Jones for Elvin - Volume 2

Seattle Magazine - April 2000 issue

It's not every day that an artist gets to study with a great master. How many painters apprenticed with Picasso? How many architects worked under Frank Lloyd Wright?

Only a handful get to live out that kind of dream.

In the case of Seattle saxophonist Steve Griggs, he made his own dream come true. For three days in the fall of 1998, Griggs hired one of the most influential musicians of the 20th century - jazz great Elvin Jones.

Known for his polyrhythmic cascades on the drums - most famously with the John Coltrane Quartet of the 1960s - Jones has influenced not only every jazz artist of the last 40 years, but has had profound impact on they rhythmic complexity of contemporary classical, rock and pop music as well. Every serious drummer and percussionist alive today owes much to Elvin Jones.

Griggs made the most of his three-day immersion in Jonesian art. He recorded two CDs worth of music, the second of which will be released April 12. "Jones for Elvin-Volume 2" features a quintet with some of Seattle's finest musicians: Jay Thomas on trumpet, Milo Petersen on guitar, Phil Sparks on bass, Griggs on saxophone and Jones on drums.

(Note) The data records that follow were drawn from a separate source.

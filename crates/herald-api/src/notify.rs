//! Handler for `POST /notify` — the fan-out entry point.

use axum::{Json, extract::State, http::StatusCode, response::IntoResponse};
use herald_core::{
  mail::Envelope, message::Message, notification::Notification,
};
use herald_notify::{NotifyContext, NotifyStore};
use serde::{Deserialize, Serialize};
use uuid::Uuid;

use crate::{AppState, error::ApiError};

fn default_true() -> bool { true }

/// JSON body accepted by `POST /notify`.
#[derive(Debug, Deserialize)]
pub struct NotifyBody {
  pub message:           Message,
  /// Candidate recipients, in notification order.
  pub recipients:        Vec<Uuid>,
  #[serde(default)]
  pub force_send:        bool,
  #[serde(default = "default_true")]
  pub include_signature: bool,
  #[serde(default)]
  pub suppress_email:    bool,
  pub auto_delete:       Option<bool>,
  pub server_id:         Option<String>,
}

/// What the fan-out call did, serialised back to the caller.
#[derive(Debug, Serialize)]
pub struct NotifyResponse {
  pub created:   Vec<Notification>,
  pub envelopes: Vec<Envelope>,
}

/// `POST /notify` — reconcile notification state for the message and email
/// the eligible subset of newly notified partners.
pub async fn handler<S>(
  State(state): State<AppState<S>>,
  Json(body): Json<NotifyBody>,
) -> Result<impl IntoResponse, ApiError>
where
  S: NotifyStore,
  <S as NotifyStore>::Err: Into<herald_core::Error>,
{
  let ctx = NotifyContext {
    suppress_email: body.suppress_email,
    auto_delete: body.auto_delete,
    server_id: body.server_id,
    ..NotifyContext::default()
  };

  let outcome = state
    .notifier
    .notify(
      &body.message,
      &body.recipients,
      body.force_send,
      body.include_signature,
      &ctx,
    )
    .await
    .map_err(ApiError::from_store)?;

  Ok((StatusCode::OK, Json(NotifyResponse {
    created:   outcome.created,
    envelopes: outcome.envelopes,
  })))
}
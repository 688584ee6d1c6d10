//! SQLite backend for the Herald follow/notify stores.
//!
//! Wraps [`tokio_rusqlite`] so all database access runs on a dedicated thread
//! pool without blocking the async runtime. One [`SqliteStore`] implements
//! every port: subscriptions, notifications, the partner directory, and the
//! outbound-mail outbox.

mod encode;
mod schema;
mod store;

pub mod error;

pub use error::{Error, Result};
pub use store::SqliteStore;

#[cfg(test)]
mod tests;
//! SQL schema for the Herald SQLite store.
//!
//! Executed once at connection startup via `PRAGMA user_version`. Future
//! migrations will be gated on that version number.

/// Full schema DDL; idempotent thanks to `CREATE TABLE IF NOT EXISTS`.
pub const SCHEMA: &str = "
PRAGMA journal_mode = WAL;
PRAGMA foreign_keys = ON;

CREATE TABLE IF NOT EXISTS partners (
    partner_id       TEXT PRIMARY KEY,
    name             TEXT NOT NULL,
    email            TEXT,
    email_preference TEXT NOT NULL DEFAULT 'always',  -- 'always' | 'none'
    signature        TEXT
);

-- One row per (document, partner). Modifying followers changes access
-- rights to individual documents; every write notifies the invalidator.
CREATE TABLE IF NOT EXISTS followers (
    subscription_id TEXT PRIMARY KEY,
    model           TEXT NOT NULL,
    res_id          INTEGER NOT NULL,   -- 0 means every instance of model
    partner_id      TEXT NOT NULL REFERENCES partners(partner_id) ON DELETE CASCADE,
    subtypes        TEXT NOT NULL DEFAULT '[]',  -- JSON array of subtype names
    created_at      TEXT NOT NULL,
    UNIQUE (model, res_id, partner_id)
);

CREATE TABLE IF NOT EXISTS notifications (
    notification_id TEXT PRIMARY KEY,
    partner_id      TEXT NOT NULL REFERENCES partners(partner_id) ON DELETE CASCADE,
    message_id      TEXT NOT NULL,
    is_read         INTEGER NOT NULL DEFAULT 0,
    starred         INTEGER NOT NULL DEFAULT 0
);

-- Inbox queries filter on partner + flags.
CREATE INDEX IF NOT EXISTS notifications_inbox_idx
    ON notifications(partner_id, is_read, starred, message_id);
CREATE INDEX IF NOT EXISTS notifications_message_idx
    ON notifications(message_id);

CREATE TABLE IF NOT EXISTS outbox (
    envelope_id   TEXT PRIMARY KEY,
    message_id    TEXT NOT NULL,
    body_html     TEXT NOT NULL,
    recipient_ids TEXT NOT NULL,                  -- JSON array of partner UUIDs
    refs          TEXT,                           -- References header value
    auto_delete   INTEGER NOT NULL DEFAULT 1,
    server_id     TEXT,
    extra_headers TEXT NOT NULL DEFAULT '{}',     -- JSON object
    status        TEXT NOT NULL DEFAULT 'queued', -- 'queued' | 'sent'
    created_at    TEXT NOT NULL
);

CREATE INDEX IF NOT EXISTS outbox_status_idx ON outbox(status);

PRAGMA user_version = 1;
";
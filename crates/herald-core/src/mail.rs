//! Outbound envelope types.
//!
//! An envelope is one delivery unit: one rendered body addressed to one
//! bounded chunk of recipients. Envelopes are created in a queued state and
//! either sent immediately (single-chunk force path) or picked up later by
//! an external scheduler.

use std::collections::BTreeMap;

use chrono::{DateTime, Utc};
use serde::{Deserialize, Serialize};
use uuid::Uuid;

#[derive(Debug, Clone, Copy, PartialEq, Eq, Serialize, Deserialize)]
#[serde(rename_all = "lowercase")]
pub enum EnvelopeStatus {
  Queued,
  Sent,
}

impl EnvelopeStatus {
  pub fn is_sent(&self) -> bool { matches!(self, Self::Sent) }
}

/// Input to [`crate::store::OutboundMailer::create_envelope`].
#[derive(Debug, Clone)]
pub struct NewEnvelope {
  pub message_id:    Uuid,
  pub body_html:     String,
  pub recipient_ids: Vec<Uuid>,
  /// Value for the References header (threading), if any.
  pub references:    Option<String>,
  /// Delete the envelope after successful transport.
  pub auto_delete:   bool,
  /// Outgoing mail server override.
  pub server_id:     Option<String>,
  /// Arbitrary extra header fields merged into the envelope.
  pub extra_headers: BTreeMap<String, String>,
}

impl NewEnvelope {
  /// Apply per-document overrides on top of the base fields. Set override
  /// fields win on conflict; extra headers are merged key by key with the
  /// override side winning.
  pub fn apply_override(&mut self, ov: EnvelopeOverride) {
    if let Some(auto_delete) = ov.auto_delete {
      self.auto_delete = auto_delete;
    }
    if let Some(server_id) = ov.server_id {
      self.server_id = Some(server_id);
    }
    if let Some(references) = ov.references {
      self.references = Some(references);
    }
    self.extra_headers.extend(ov.extra_headers);
  }
}

/// A persisted envelope as returned by the mailer.
#[derive(Debug, Clone, Serialize, Deserialize)]
pub struct Envelope {
  pub envelope_id:   Uuid,
  pub message_id:    Uuid,
  pub body_html:     String,
  pub recipient_ids: Vec<Uuid>,
  pub references:    Option<String>,
  pub auto_delete:   bool,
  pub server_id:     Option<String>,
  pub extra_headers: BTreeMap<String, String>,
  pub status:        EnvelopeStatus,
  pub created_at:    DateTime<Utc>,
}

/// Envelope field overrides contributed by a document type that implements
/// the overrides capability. Unset fields leave the base value untouched.
#[derive(Debug, Clone, Default)]
pub struct EnvelopeOverride {
  pub auto_delete:   Option<bool>,
  pub server_id:     Option<String>,
  pub references:    Option<String>,
  pub extra_headers: BTreeMap<String, String>,
}
//! Notification reconciliation — idempotent upsert of per-partner
//! notification state against a target recipient set.

use std::collections::HashSet;

use herald_core::{notification::Notification, store::NotificationStore};
use uuid::Uuid;

/// Reconcile the notification records of one message against `targets`.
///
/// All `existing` records are bulk-reset to unread — re-notification always
/// surfaces as unread regardless of prior read state. One record is then
/// created per target partner without one, in target order.
///
/// Returns only the newly created records: downstream email delivery
/// operates on new notifications, never on re-notified existing ones.
/// Repeated calls with overlapping target sets are idempotent in membership.
pub async fn reconcile<S: NotificationStore>(
  store: &S,
  message_id: Uuid,
  existing: &[Notification],
  targets: &[Uuid],
) -> Result<Vec<Notification>, S::Error> {
  let existing_ids: Vec<Uuid> =
    existing.iter().map(|n| n.notification_id).collect();
  store.mark_unread(&existing_ids).await?;

  let mut covered: HashSet<Uuid> =
    existing.iter().map(|n| n.partner_id).collect();

  let mut created = Vec::new();
  for &partner_id in targets {
    if !covered.insert(partner_id) {
      continue;
    }
    created.push(store.create_notification(message_id, partner_id).await?);
  }
  Ok(created)
}
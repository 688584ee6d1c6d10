//! Handlers for inbox and notification-flag endpoints.

use axum::{
  Json,
  extract::{Path, Query, State},
  http::StatusCode,
};
use herald_core::{notification::Notification, store::InboxQuery};
use herald_notify::NotifyStore;
use serde::Deserialize;
use uuid::Uuid;

use crate::{AppState, error::ApiError};

/// Query parameters accepted by `GET /inbox`.
#[derive(Debug, Deserialize)]
pub struct ListParams {
  pub partner_id:   Uuid,
  #[serde(default)]
  pub unread_only:  bool,
  #[serde(default)]
  pub starred_only: bool,
  pub limit:        Option<usize>,
}

/// `GET /inbox?partner_id=...` — newest notifications first.
pub async fn list<S>(
  State(state): State<AppState<S>>,
  Query(params): Query<ListParams>,
) -> Result<Json<Vec<Notification>>, ApiError>
where
  S: NotifyStore,
  <S as NotifyStore>::Err: Into<herald_core::Error>,
{
  let query = InboxQuery {
    partner_id:   params.partner_id,
    unread_only:  params.unread_only,
    starred_only: params.starred_only,
    limit:        params.limit,
  };
  let notifications =
    state.store.inbox(&query).await.map_err(ApiError::from_store)?;
  Ok(Json(notifications))
}

#[derive(Debug, Deserialize)]
pub struct ReadBody {
  pub is_read: bool,
}

/// `POST /notifications/:id/read`
pub async fn set_read<S>(
  State(state): State<AppState<S>>,
  Path(id): Path<Uuid>,
  Json(body): Json<ReadBody>,
) -> Result<StatusCode, ApiError>
where
  S: NotifyStore,
  <S as NotifyStore>::Err: Into<herald_core::Error>,
{
  state
    .store
    .set_read(id, body.is_read)
    .await
    .map_err(ApiError::from_store)?;
  Ok(StatusCode::NO_CONTENT)
}

#[derive(Debug, Deserialize)]
pub struct StarBody {
  pub starred: bool,
}

/// `POST /notifications/:id/star`
pub async fn set_starred<S>(
  State(state): State<AppState<S>>,
  Path(id): Path<Uuid>,
  Json(body): Json<StarBody>,
) -> Result<StatusCode, ApiError>
where
  S: NotifyStore,
  <S as NotifyStore>::Err: Into<herald_core::Error>,
{
  state
    .store
    .set_starred(id, body.starred)
    .await
    .map_err(ApiError::from_store)?;
  Ok(StatusCode::NO_CONTENT)
}
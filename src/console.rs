//! # Console Channel Abstraction
//!
//! The tracker intercepts four named console-style output channels: the
//! generic channel plus info, warn and error. On a real process these map to
//! stdout/stderr; in tests they map to an in-memory buffer. Interception
//! works by reading the current writer bound to each channel (to snapshot
//! it) and replacing it with a wrapper, so the channel set is modeled as an
//! injectable read/replace seam rather than ambient process globals.

use parking_lot::Mutex;
use std::sync::Arc;

/// A writer currently bound to a console channel.
///
/// Writers are shared and cloneable so a snapshot taken at interception
/// start can restore the exact same binding (pointer identity included) at
/// interception stop.
pub type ChannelWriter = Arc<dyn Fn(&str) + Send + Sync>;

/// The four standard console channels.
#[derive(Debug, Clone, Copy, PartialEq, Eq, Hash)]
pub enum Channel {
    /// Generic output channel
    Log,
    /// Informational channel
    Info,
    /// Warning channel
    Warn,
    /// Error channel
    Error,
}

impl Channel {
    /// All channels, in snapshot/restore order.
    pub const ALL: [Channel; 4] = [Channel::Log, Channel::Info, Channel::Warn, Channel::Error];

    fn index(self) -> usize {
        match self {
            Channel::Log => 0,
            Channel::Info => 1,
            Channel::Warn => 2,
            Channel::Error => 3,
        }
    }
}

/// Read-and-replace access to a set of console channels.
///
/// Implementations must hand out the *current* binding from `read` and
/// atomically install a new one in `write`; the tracker relies on that to
/// snapshot originals before wrapping and to restore them afterwards.
pub trait ConsoleSinks: Send + Sync {
    /// The writer currently bound to `channel`.
    fn read(&self, channel: Channel) -> ChannelWriter;

    /// Replace the writer bound to `channel`.
    fn write(&self, channel: Channel, writer: ChannelWriter);

    /// Route `text` through whatever writer is currently bound to `channel`.
    ///
    /// This is the path ordinary code uses to produce console output; once
    /// interception is active it lands in the tracker's wrapper.
    fn dispatch(&self, channel: Channel, text: &str) {
        let writer = self.read(channel);
        writer(text);
    }
}

/// Console channels of the real process: `Log` and `Info` write to stdout,
/// `Warn` and `Error` to stderr.
pub struct ProcessConsole {
    channels: Mutex<[ChannelWriter; 4]>,
}

impl ProcessConsole {
    pub fn new() -> Self {
        let stdout: ChannelWriter = Arc::new(|text: &str| println!("{text}"));
        let stderr: ChannelWriter = Arc::new(|text: &str| eprintln!("{text}"));
        Self {
            channels: Mutex::new([
                Arc::clone(&stdout),
                stdout,
                Arc::clone(&stderr),
                stderr,
            ]),
        }
    }
}

impl Default for ProcessConsole {
    fn default() -> Self {
        Self::new()
    }
}

impl ConsoleSinks for ProcessConsole {
    fn read(&self, channel: Channel) -> ChannelWriter {
        Arc::clone(&self.channels.lock()[channel.index()])
    }

    fn write(&self, channel: Channel, writer: ChannelWriter) {
        self.channels.lock()[channel.index()] = writer;
    }
}

/// A line captured by a [`BufferedConsole`].
#[derive(Debug, Clone, PartialEq, Eq)]
pub struct CapturedLine {
    pub channel: Channel,
    pub text: String,
}

/// An isolated console whose initial writers capture lines into memory.
///
/// Used by the test suite in place of [`ProcessConsole`] so interception can
/// be exercised without mutating the real process output; also useful for
/// embedders that want to inspect tracker output programmatically.
pub struct BufferedConsole {
    channels: Mutex<[ChannelWriter; 4]>,
    captured: Arc<Mutex<Vec<CapturedLine>>>,
}

impl BufferedConsole {
    pub fn new() -> Self {
        let captured = Arc::new(Mutex::new(Vec::new()));
        let make_writer = |channel: Channel| -> ChannelWriter {
            let captured = Arc::clone(&captured);
            Arc::new(move |text: &str| {
                captured.lock().push(CapturedLine {
                    channel,
                    text: text.to_string(),
                });
            })
        };
        let channels = Channel::ALL.map(make_writer);
        Self {
            channels: Mutex::new(channels),
            captured,
        }
    }

    /// Everything captured so far, in write order.
    pub fn captured(&self) -> Vec<CapturedLine> {
        self.captured.lock().clone()
    }

    /// Captured line texts, dropping the channel tags.
    pub fn lines(&self) -> Vec<String> {
        self.captured.lock().iter().map(|l| l.text.clone()).collect()
    }

    /// Whether any captured line contains `needle`.
    pub fn contains(&self, needle: &str) -> bool {
        self.captured.lock().iter().any(|l| l.text.contains(needle))
    }

    /// Discard everything captured so far.
    pub fn clear(&self) {
        self.captured.lock().clear();
    }
}

impl Default for BufferedConsole {
    fn default() -> Self {
        Self::new()
    }
}

impl ConsoleSinks for BufferedConsole {
    fn read(&self, channel: Channel) -> ChannelWriter {
        Arc::clone(&self.channels.lock()[channel.index()])
    }

    fn write(&self, channel: Channel, writer: ChannelWriter) {
        self.channels.lock()[channel.index()] = writer;
    }
}

#[cfg(test)]
mod tests {
    use super::*;

    #[test]
    fn test_buffered_console_captures_dispatches() {
        let console = BufferedConsole::new();

        console.dispatch(Channel::Log, "hello");
        console.dispatch(Channel::Error, "boom");

        let captured = console.captured();
        assert_eq!(captured.len(), 2);
        assert_eq!(captured[0].channel, Channel::Log);
        assert_eq!(captured[0].text, "hello");
        assert_eq!(captured[1].channel, Channel::Error);
        assert!(console.contains("boom"));
    }

    #[test]
    fn test_read_returns_current_binding() {
        let console = BufferedConsole::new();
        let original = console.read(Channel::Warn);

        // Reading twice without a write returns the same binding.
        assert!(Arc::ptr_eq(&original, &console.read(Channel::Warn)));

        let replacement: ChannelWriter = Arc::new(|_| {});
        console.write(Channel::Warn, Arc::clone(&replacement));
        assert!(Arc::ptr_eq(&replacement, &console.read(Channel::Warn)));
        assert!(!Arc::ptr_eq(&original, &console.read(Channel::Warn)));
    }

    #[test]
    fn test_replaced_writer_receives_dispatches() {
        let console = BufferedConsole::new();
        let hits = Arc::new(Mutex::new(0usize));
        let counter = Arc::clone(&hits);
        console.write(
            Channel::Info,
            Arc::new(move |_| {
                *counter.lock() += 1;
            }),
        );

        console.dispatch(Channel::Info, "one");
        console.dispatch(Channel::Info, "two");

        assert_eq!(*hits.lock(), 2);
        // The replacement bypassed the capture buffer entirely.
        assert!(console.captured().is_empty());
    }
}
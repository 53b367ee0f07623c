use serde::{Deserialize, Serialize};
use std::fmt;
use std::str::FromStr;
use thiserror::Error;

/// Log severity levels, in ascending order of importance.
///
/// The ordering is total: `Info < Warning < Error`. A message at level `L`
/// is emitted iff `L >= configured minimum level`, and that comparison is
/// the sole filtering point in the emit path.
#[derive(Debug, Clone, Copy, PartialEq, Eq, PartialOrd, Ord, Hash, Serialize, Deserialize)]
#[serde(rename_all = "lowercase")]
pub enum LogLevel {
    Info,
    Warning,
    Error,
}

impl LogLevel {
    /// Upper-cased level name, as substituted for the `{level}` placeholder.
    pub fn as_upper_str(&self) -> &'static str {
        match self {
            LogLevel::Info => "INFO",
            LogLevel::Warning => "WARNING",
            LogLevel::Error => "ERROR",
        }
    }

    /// Lower-cased level name.
    pub fn as_str(&self) -> &'static str {
        match self {
            LogLevel::Info => "info",
            LogLevel::Warning => "warning",
            LogLevel::Error => "error",
        }
    }
}

impl fmt::Display for LogLevel {
    fn fmt(&self, f: &mut fmt::Formatter<'_>) -> fmt::Result {
        write!(f, "{}", self.as_str())
    }
}

/// Error returned when parsing an unrecognized level name.
#[derive(Debug, Clone, PartialEq, Eq, Error)]
#[error("unknown log level '{0}', expected one of: info, warning, error")]
pub struct ParseLevelError(String);

impl FromStr for LogLevel {
    type Err = ParseLevelError;

    fn from_str(s: &str) -> Result<Self, Self::Err> {
        match s.to_ascii_lowercase().as_str() {
            "info" => Ok(LogLevel::Info),
            "warning" | "warn" => Ok(LogLevel::Warning),
            "error" => Ok(LogLevel::Error),
            other => Err(ParseLevelError(other.to_string())),
        }
    }
}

"Jones for Elvin-Volume 1" was one of the best recordings of 1999, receiving radio play all over the country and garnering strong reviews. "Volume 2" has more of the same-tasty original tunes by Griggs in a straight-ahead vein reminiscent of Coltrane, Wayne Shorter and Herbie Hancock.

"Working with Elvin gave me a brief glimpse of the support, freedom and passion that John Coltrane must have experienced every night," Griggs says in the CD notes. "I was in the Elvin zone."

Check out Griggs during a flurry of gigs surrounding the CDs release. Alas, he will be without Elvin, but his musical spirit and inspiration surely will be in the air.

-Gordon Todd

Gordon Todd writes about jazz and hosts "Drive Time Jazz" Thursdays 6-9 a.m. on KBCS 91.3 FM.